* _Problem details_: Your reply should be one number, which is how many lines in the listing below contain "PostgresInstanceSpec".

━━━ Given information ━━━

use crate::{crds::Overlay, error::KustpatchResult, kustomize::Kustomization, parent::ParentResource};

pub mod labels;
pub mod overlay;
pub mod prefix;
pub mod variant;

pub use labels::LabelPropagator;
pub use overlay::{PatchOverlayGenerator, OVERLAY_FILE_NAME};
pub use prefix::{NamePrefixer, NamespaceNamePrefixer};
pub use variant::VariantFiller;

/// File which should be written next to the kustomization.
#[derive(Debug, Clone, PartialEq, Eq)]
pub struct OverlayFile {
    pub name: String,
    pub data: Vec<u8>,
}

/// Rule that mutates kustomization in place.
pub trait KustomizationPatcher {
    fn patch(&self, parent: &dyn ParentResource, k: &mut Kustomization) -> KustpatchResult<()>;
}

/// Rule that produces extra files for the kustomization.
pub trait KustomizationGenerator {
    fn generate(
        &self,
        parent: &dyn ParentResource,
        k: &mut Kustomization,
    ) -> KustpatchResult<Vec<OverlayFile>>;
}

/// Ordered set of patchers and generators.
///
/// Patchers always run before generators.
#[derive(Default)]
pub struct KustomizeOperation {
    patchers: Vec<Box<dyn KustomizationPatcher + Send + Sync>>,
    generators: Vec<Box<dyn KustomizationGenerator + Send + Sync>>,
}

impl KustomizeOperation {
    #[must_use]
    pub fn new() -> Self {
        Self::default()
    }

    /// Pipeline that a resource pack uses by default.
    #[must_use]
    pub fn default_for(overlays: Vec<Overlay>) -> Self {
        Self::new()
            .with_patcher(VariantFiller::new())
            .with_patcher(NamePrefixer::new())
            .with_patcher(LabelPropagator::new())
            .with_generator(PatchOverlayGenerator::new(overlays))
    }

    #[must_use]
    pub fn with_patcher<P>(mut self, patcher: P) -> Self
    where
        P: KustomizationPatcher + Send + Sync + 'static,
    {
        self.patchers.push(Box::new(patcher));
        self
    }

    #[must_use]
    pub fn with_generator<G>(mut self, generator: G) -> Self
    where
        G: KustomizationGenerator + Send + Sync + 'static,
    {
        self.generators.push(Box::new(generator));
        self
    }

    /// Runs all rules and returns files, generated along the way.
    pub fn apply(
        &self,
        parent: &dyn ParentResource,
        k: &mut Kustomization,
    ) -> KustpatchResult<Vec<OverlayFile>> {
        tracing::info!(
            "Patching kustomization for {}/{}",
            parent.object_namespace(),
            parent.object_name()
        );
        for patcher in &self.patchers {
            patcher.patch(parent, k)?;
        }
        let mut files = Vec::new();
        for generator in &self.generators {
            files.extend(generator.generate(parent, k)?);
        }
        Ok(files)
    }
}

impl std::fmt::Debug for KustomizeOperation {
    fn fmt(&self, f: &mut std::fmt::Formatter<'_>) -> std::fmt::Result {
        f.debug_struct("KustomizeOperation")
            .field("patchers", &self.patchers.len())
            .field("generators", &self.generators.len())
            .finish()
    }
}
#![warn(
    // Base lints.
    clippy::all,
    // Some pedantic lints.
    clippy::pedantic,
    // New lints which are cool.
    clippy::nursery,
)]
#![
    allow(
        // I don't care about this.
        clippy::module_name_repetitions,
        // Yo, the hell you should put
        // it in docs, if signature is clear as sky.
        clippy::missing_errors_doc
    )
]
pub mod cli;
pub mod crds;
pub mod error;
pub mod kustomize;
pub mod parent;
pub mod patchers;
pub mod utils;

━━━
━━━ Given information ━━━

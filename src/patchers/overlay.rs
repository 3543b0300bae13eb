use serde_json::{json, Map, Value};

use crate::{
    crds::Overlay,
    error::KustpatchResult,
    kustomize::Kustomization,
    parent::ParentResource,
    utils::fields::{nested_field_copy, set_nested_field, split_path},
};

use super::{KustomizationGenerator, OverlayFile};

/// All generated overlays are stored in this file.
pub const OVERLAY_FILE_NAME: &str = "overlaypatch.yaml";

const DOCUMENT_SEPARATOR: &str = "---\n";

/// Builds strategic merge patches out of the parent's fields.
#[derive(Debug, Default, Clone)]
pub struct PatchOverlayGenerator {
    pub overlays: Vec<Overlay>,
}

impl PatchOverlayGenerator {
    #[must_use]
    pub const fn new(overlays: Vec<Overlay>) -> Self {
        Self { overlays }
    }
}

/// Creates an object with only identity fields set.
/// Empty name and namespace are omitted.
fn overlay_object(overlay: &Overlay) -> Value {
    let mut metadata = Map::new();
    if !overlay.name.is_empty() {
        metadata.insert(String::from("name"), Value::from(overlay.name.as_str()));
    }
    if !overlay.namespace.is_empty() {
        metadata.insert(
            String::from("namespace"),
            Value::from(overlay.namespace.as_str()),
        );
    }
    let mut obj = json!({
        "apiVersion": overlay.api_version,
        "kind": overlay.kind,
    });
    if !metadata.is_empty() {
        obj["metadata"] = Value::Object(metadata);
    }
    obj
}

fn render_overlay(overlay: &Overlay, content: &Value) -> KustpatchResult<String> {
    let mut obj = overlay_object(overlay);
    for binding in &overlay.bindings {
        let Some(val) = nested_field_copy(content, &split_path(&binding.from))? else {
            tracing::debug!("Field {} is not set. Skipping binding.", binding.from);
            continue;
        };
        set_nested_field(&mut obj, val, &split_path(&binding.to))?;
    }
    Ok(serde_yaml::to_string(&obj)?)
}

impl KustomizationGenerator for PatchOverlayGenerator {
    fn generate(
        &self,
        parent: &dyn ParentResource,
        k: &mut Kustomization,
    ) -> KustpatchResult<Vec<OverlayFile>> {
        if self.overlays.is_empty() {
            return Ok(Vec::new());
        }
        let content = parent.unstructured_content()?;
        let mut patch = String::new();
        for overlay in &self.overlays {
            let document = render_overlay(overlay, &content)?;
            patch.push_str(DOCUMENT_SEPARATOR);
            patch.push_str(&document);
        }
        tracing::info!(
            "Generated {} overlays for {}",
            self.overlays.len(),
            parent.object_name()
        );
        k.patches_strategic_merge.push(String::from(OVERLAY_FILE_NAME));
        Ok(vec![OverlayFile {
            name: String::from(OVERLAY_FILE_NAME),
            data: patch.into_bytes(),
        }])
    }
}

━━━
━━━ Given information ━━━

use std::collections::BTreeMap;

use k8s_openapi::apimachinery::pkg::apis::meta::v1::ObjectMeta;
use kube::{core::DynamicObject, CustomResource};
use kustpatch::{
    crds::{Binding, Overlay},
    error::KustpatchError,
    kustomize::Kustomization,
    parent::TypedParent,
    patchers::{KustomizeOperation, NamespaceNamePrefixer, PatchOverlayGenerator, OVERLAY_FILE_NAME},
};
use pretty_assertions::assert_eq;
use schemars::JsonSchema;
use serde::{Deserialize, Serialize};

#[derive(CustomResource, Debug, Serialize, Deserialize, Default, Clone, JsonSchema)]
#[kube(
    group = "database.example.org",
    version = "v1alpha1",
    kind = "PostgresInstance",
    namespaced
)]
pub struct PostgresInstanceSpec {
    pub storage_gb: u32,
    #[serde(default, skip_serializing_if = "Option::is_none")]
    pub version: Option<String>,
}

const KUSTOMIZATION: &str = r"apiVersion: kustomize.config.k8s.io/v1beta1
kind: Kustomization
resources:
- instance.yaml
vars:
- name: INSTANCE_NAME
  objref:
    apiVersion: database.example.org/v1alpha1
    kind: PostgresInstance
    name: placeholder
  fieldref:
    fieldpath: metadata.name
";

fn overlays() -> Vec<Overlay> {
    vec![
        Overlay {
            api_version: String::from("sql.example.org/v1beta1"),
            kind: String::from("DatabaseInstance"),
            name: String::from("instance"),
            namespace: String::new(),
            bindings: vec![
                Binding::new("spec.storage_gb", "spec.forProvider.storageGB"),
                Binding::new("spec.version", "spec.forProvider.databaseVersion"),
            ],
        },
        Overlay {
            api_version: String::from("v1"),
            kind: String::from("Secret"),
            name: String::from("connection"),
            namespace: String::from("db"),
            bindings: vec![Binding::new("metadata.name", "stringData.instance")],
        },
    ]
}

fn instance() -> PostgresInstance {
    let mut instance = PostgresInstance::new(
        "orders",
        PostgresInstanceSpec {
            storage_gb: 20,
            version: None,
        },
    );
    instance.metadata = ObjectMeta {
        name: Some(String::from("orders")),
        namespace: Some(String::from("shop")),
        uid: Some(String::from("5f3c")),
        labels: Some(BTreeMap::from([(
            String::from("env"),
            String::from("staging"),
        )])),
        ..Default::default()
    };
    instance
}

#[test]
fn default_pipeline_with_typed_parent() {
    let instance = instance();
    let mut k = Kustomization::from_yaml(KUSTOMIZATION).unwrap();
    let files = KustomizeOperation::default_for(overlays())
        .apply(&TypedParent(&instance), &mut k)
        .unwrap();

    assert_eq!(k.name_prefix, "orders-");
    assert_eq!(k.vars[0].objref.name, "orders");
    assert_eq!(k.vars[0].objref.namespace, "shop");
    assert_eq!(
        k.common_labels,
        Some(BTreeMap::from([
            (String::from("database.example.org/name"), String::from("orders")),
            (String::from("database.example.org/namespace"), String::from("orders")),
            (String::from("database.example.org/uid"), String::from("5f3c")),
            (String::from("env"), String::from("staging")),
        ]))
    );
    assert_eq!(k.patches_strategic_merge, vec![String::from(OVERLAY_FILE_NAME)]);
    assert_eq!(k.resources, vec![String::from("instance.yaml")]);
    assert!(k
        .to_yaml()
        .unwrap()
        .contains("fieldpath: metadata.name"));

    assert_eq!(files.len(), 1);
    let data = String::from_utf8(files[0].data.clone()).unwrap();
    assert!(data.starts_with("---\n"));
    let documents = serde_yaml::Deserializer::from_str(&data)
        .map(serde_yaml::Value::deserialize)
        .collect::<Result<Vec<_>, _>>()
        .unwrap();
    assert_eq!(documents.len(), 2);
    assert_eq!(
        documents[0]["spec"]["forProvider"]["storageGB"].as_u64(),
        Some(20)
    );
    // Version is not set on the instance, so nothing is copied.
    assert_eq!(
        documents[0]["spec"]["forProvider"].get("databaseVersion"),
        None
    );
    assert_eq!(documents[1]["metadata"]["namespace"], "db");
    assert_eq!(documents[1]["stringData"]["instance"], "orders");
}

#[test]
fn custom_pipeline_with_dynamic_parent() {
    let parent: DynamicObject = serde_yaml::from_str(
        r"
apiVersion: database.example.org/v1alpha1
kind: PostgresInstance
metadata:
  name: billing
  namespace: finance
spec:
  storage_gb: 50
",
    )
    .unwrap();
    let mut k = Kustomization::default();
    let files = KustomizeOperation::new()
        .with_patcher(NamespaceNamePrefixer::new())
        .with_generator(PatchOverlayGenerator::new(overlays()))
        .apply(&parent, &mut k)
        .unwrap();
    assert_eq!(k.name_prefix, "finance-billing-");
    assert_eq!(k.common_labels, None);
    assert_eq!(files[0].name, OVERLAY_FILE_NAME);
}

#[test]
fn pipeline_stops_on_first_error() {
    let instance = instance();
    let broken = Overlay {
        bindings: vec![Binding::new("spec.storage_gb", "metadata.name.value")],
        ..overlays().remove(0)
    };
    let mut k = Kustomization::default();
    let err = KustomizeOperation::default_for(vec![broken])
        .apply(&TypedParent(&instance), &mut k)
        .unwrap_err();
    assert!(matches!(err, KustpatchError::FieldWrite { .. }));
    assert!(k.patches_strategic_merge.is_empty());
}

━━━

* _Answer for this exercise_: 2